Recorded data

= = = = =

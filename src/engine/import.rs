//! CSV bulk import of prayer requests.
//!
//! Import is best effort: every row is validated on its own, bad rows are
//! skipped and reported, good rows are inserted. The outcome is kept as an
//! import log entry.

use chrono::{DateTime, Utc};
use serde::{Deserialize, Serialize};

use super::PrayerService;
use crate::config::DEFAULT_CATEGORY;
use crate::db::{timestamp, ImportLog, NewPrayerRequest, PrayerRequest, User};
use crate::validation::{self, non_blank};
use crate::{Error, Result};

/// One record of an import file, before validation
#[derive(Debug, Clone, Default, PartialEq, Deserialize)]
pub struct ImportRow {
    /// Data row number in the source file; the header is row 0
    #[serde(default)]
    pub row: u64,
    pub title: String,
    pub content: String,
    pub requester_name: String,
    #[serde(default)]
    pub category: Option<String>,
    #[serde(default)]
    pub requester_email: Option<String>,
}

#[derive(Debug, Clone, Serialize)]
pub struct ImportResult {
    pub success_count: i64,
    pub failed_count: i64,
    pub errors: Vec<String>,
    pub import_log_id: i64,
}

/// Column positions resolved from the header row
struct Columns {
    title: usize,
    content: usize,
    requester_name: usize,
    category: Option<usize>,
    requester_email: Option<usize>,
}

impl Columns {
    fn resolve(headers: &csv::StringRecord) -> Result<Self> {
        let names: Vec<String> = headers
            .iter()
            .map(|h| h.trim().trim_start_matches('\u{feff}').to_lowercase())
            .collect();
        let find = |aliases: &[&str]| names.iter().position(|n| aliases.contains(&n.as_str()));

        // `name` is what older exports used for the title column
        let title = find(&["title", "name"])
            .ok_or_else(|| Error::validation("file", "CSV needs a 'title' or 'name' column"))?;
        let content = find(&["content"])
            .ok_or_else(|| Error::validation("file", "CSV needs a 'content' column"))?;
        let requester_name = find(&["requester_name", "requester"]).ok_or_else(|| {
            Error::validation("file", "CSV needs a 'requester_name' or 'requester' column")
        })?;

        Ok(Self {
            title,
            content,
            requester_name,
            category: find(&["category"]),
            requester_email: find(&["requester_email", "email"]),
        })
    }

    fn row(&self, record: &csv::StringRecord, row: u64) -> ImportRow {
        let field = |i: usize| record.get(i).unwrap_or("").to_string();
        let optional = |i: Option<usize>| {
            i.and_then(|i| record.get(i))
                .map(str::trim)
                .filter(|v| !v.is_empty())
                .map(str::to_string)
        };

        ImportRow {
            row,
            title: field(self.title),
            content: field(self.content),
            requester_name: field(self.requester_name),
            category: optional(self.category),
            requester_email: optional(self.requester_email),
        }
    }
}

/// Parse an uploaded CSV file into import rows.
///
/// Header names are case-insensitive. Short rows are accepted and their
/// missing cells read as empty, so they fail row validation rather than the
/// whole file.
pub fn parse_csv(data: &[u8]) -> Result<Vec<ImportRow>> {
    let mut reader = csv::ReaderBuilder::new()
        .trim(csv::Trim::All)
        .flexible(true)
        .from_reader(data);

    let headers = reader
        .headers()
        .map_err(|e| Error::validation("file", format!("Unreadable CSV header: {}", e)))?
        .clone();
    let columns = Columns::resolve(&headers)?;
    let header_line = headers.position().map_or(1, |p| p.line());

    let mut rows = Vec::new();
    for (index, record) in reader.records().enumerate() {
        let record = record.map_err(|e| {
            Error::validation("file", format!("Row {}: unreadable record: {}", index + 1, e))
        })?;
        if record.iter().all(|cell| cell.is_empty()) {
            continue;
        }
        // Count from the file itself so skipped blank lines keep row numbers aligned
        let line = record
            .position()
            .map_or(header_line + index as u64 + 1, |p| p.line());
        rows.push(columns.row(&record, line.saturating_sub(header_line)));
    }

    Ok(rows)
}

fn validate_row(row: &ImportRow) -> std::result::Result<(), String> {
    validation::validate_text("Title", &row.title, validation::MAX_TITLE_LEN)?;
    validation::validate_text("Content", &row.content, validation::MAX_CONTENT_LEN)?;
    validation::validate_text("Requester name", &row.requester_name, validation::MAX_NAME_LEN)?;
    if let Some(category) = non_blank(row.category.as_deref()) {
        validation::validate_text("Category", category, validation::MAX_NAME_LEN)?;
    }
    if let Some(email) = non_blank(row.requester_email.as_deref()) {
        validation::validate_email(email)?;
    }
    Ok(())
}

impl PrayerService {
    /// Insert every valid row as a public, active request with no submitter.
    ///
    /// Invalid rows never abort the import. All failure reasons are returned;
    /// the stored import log keeps at most `import_error_log_cap` of them.
    pub async fn bulk_import(
        &self,
        rows: Vec<ImportRow>,
        importer: &User,
        filename: Option<&str>,
        now: DateTime<Utc>,
    ) -> Result<ImportResult> {
        let created_at = timestamp(now);
        let mut success_count = 0i64;
        let mut errors = Vec::new();

        for row in &rows {
            let line = row.row;
            if let Err(reason) = validate_row(row) {
                errors.push(format!("Row {}: {}", line, reason));
                continue;
            }

            let new = NewPrayerRequest {
                title: row.title.trim(),
                content: row.content.trim(),
                requester_name: row.requester_name.trim(),
                requester_email: non_blank(row.requester_email.as_deref()),
                submitted_by: None,
                category: non_blank(row.category.as_deref()).unwrap_or(DEFAULT_CATEGORY),
                is_private: false,
            };

            match PrayerRequest::insert(&self.db, &new, &created_at).await {
                Ok(_) => success_count += 1,
                Err(e) => {
                    tracing::warn!(row = line, error = %e, "Failed to insert imported row");
                    errors.push(format!("Row {}: could not be saved", line));
                }
            }
        }

        let failed_count = errors.len() as i64;
        let logged = &errors[..errors.len().min(self.config.import_error_log_cap)];
        let import_log_id = ImportLog::insert(
            &self.db,
            importer.id,
            filename,
            success_count,
            failed_count,
            logged,
            &created_at,
        )
        .await?;

        tracing::info!(
            import_log_id,
            imported_by = importer.id,
            success_count,
            failed_count,
            "Bulk import finished"
        );

        Ok(ImportResult {
            success_count,
            failed_count,
            errors,
            import_log_id,
        })
    }

    pub async fn list_import_logs(&self, limit: i64) -> Result<Vec<ImportLog>> {
        Ok(ImportLog::list_recent(&self.db, limit.clamp(1, 200)).await?)
    }

    pub async fn get_import_log(&self, id: i64) -> Result<ImportLog> {
        ImportLog::get_by_id(&self.db, id)
            .await?
            .ok_or(Error::NotFound("Import log"))
    }
}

= = = = =

• [How to complete this task]: What's needed is a word-for-word restatement of all the entries.

• [Written reply]:
filename src/engine/import.rs
//! CSV bulk import of prayer requests.
//!
//! Import is best effort: every row is validated on its own, bad rows are
//! skipped and reported, good rows are inserted. The outcome is kept as an
//! import log entry.

use chrono::{DateTime, Utc};
use serde::{Deserialize, Serialize};

use super::PrayerService;
use crate::config::DEFAULT_CATEGORY;
use crate::db::{timestamp, ImportLog, NewPrayerRequest, PrayerRequest, User};
use crate::validation::{self, non_blank};
use crate::{Error, Result};

/// One record of an import file, before validation
#[derive(Debug, Clone, Default, PartialEq, Deserialize)]
pub struct ImportRow {
    /// Data row number in the source file; the header is row 0
    #[serde(default)]
    pub row: u64,
    pub title: String,
    pub content: String,
    pub requester_name: String,
    #[serde(default)]
    pub category: Option<String>,
    #[serde(default)]
    pub requester_email: Option<String>,
}

#[derive(Debug, Clone, Serialize)]
pub struct ImportResult {
    pub success_count: i64,
    pub failed_count: i64,
    pub errors: Vec<String>,
    pub import_log_id: i64,
}

/// Column positions resolved from the header row
struct Columns {
    title: usize,
    content: usize,
    requester_name: usize,
    category: Option<usize>,
    requester_email: Option<usize>,
}

impl Columns {
    fn resolve(headers: &csv::StringRecord) -> Result<Self> {
        let names: Vec<String> = headers
            .iter()
            .map(|h| h.trim().trim_start_matches('\u{feff}').to_lowercase())
            .collect();
        let find = |aliases: &[&str]| names.iter().position(|n| aliases.contains(&n.as_str()));

        // `name` is what older exports used for the title column
        let title = find(&["title", "name"])
            .ok_or_else(|| Error::validation("file", "CSV needs a 'title' or 'name' column"))?;
        let content = find(&["content"])
            .ok_or_else(|| Error::validation("file", "CSV needs a 'content' column"))?;
        let requester_name = find(&["requester_name", "requester"]).ok_or_else(|| {
            Error::validation("file", "CSV needs a 'requester_name' or 'requester' column")
        })?;

        Ok(Self {
            title,
            content,
            requester_name,
            category: find(&["category"]),
            requester_email: find(&["requester_email", "email"]),
        })
    }

    fn row(&self, record: &csv::StringRecord, row: u64) -> ImportRow {
        let field = |i: usize| record.get(i).unwrap_or("").to_string();
        let optional = |i: Option<usize>| {
            i.and_then(|i| record.get(i))
                .map(str::trim)
                .filter(|v| !v.is_empty())
                .map(str::to_string)
        };

        ImportRow {
            row,
            title: field(self.title),
            content: field(self.content),
            requester_name: field(self.requester_name),
            category: optional(self.category),
            requester_email: optional(self.requester_email),
        }
    }
}

/// Parse an uploaded CSV file into import rows.
///
/// Header names are case-insensitive. Short rows are accepted and their
/// missing cells read as empty, so they fail row validation rather than the
/// whole file.
pub fn parse_csv(data: &[u8]) -> Result<Vec<ImportRow>> {
    let mut reader = csv::ReaderBuilder::new()
        .trim(csv::Trim::All)
        .flexible(true)
        .from_reader(data);

    let headers = reader
        .headers()
        .map_err(|e| Error::validation("file", format!("Unreadable CSV header: {}", e)))?
        .clone();
    let columns = Columns::resolve(&headers)?;
    let header_line = headers.position().map_or(1, |p| p.line());

    let mut rows = Vec::new();
    for (index, record) in reader.records().enumerate() {
        let record = record.map_err(|e| {
            Error::validation("file", format!("Row {}: unreadable record: {}", index + 1, e))
        })?;
        if record.iter().all(|cell| cell.is_empty()) {
            continue;
        }
        // Count from the file itself so skipped blank lines keep row numbers aligned
        let line = record
            .position()
            .map_or(header_line + index as u64 + 1, |p| p.line());
        rows.push(columns.row(&record, line.saturating_sub(header_line)));
    }

    Ok(rows)
}

fn validate_row(row: &ImportRow) -> std::result::Result<(), String> {
    validation::validate_text("Title", &row.title, validation::MAX_TITLE_LEN)?;
    validation::validate_text("Content", &row.content, validation::MAX_CONTENT_LEN)?;
    validation::validate_text("Requester name", &row.requester_name, validation::MAX_NAME_LEN)?;
    if let Some(category) = non_blank(row.category.as_deref()) {
        validation::validate_text("Category", category, validation::MAX_NAME_LEN)?;
    }
    if let Some(email) = non_blank(row.requester_email.as_deref()) {
        validation::validate_email(email)?;
    }
    Ok(())
}

impl PrayerService {
    /// Insert every valid row as a public, active request with no submitter.
    ///
    /// Invalid rows never abort the import. All failure reasons are returned;
    /// the stored import log keeps at most `import_error_log_cap` of them.
    pub async fn bulk_import(
        &self,
        rows: Vec<ImportRow>,
        importer: &User,
        filename: Option<&str>,
        now: DateTime<Utc>,
    ) -> Result<ImportResult> {
        let created_at = timestamp(now);
        let mut success_count = 0i64;
        let mut errors = Vec::new();

        for row in &rows {
            let line = row.row;
            if let Err(reason) = validate_row(row) {
                errors.push(format!("Row {}: {}", line, reason));
                continue;
            }

            let new = NewPrayerRequest {
                title: row.title.trim(),
                content: row.content.trim(),
                requester_name: row.requester_name.trim(),
                requester_email: non_blank(row.requester_email.as_deref()),
                submitted_by: None,
                category: non_blank(row.category.as_deref()).unwrap_or(DEFAULT_CATEGORY),
                is_private: false,
            };

            match PrayerRequest::insert(&self.db, &new, &created_at).await {
                Ok(_) => success_count += 1,
                Err(e) => {
                    tracing::warn!(row = line, error = %e, "Failed to insert imported row");
                    errors.push(format!("Row {}: could not be saved", line));
                }
            }
        }

        let failed_count = errors.len() as i64;
        let logged = &errors[..errors.len().min(self.config.import_error_log_cap)];
        let import_log_id = ImportLog::insert(
            &self.db,
            importer.id,
            filename,
            success_count,
            failed_count,
            logged,
            &created_at,
        )
        .await?;

        tracing::info!(
            import_log_id,
            imported_by = importer.id,
            success_count,
            failed_count,
            "Bulk import finished"
        );

        Ok(ImportResult {
            success_count,
            failed_count,
            errors,
            import_log_id,
        })
    }

    pub async fn list_import_logs(&self, limit: i64) -> Result<Vec<ImportLog>> {
        Ok(ImportLog::list_recent(&self.db, limit.clamp(1, 200)).await?)
    }

    pub async fn get_import_log(&self, id: i64) -> Result<ImportLog> {
        ImportLog::get_by_id(&self.db, id)
            .await?
            .ok_or(Error::NotFound("Import log"))
    }
}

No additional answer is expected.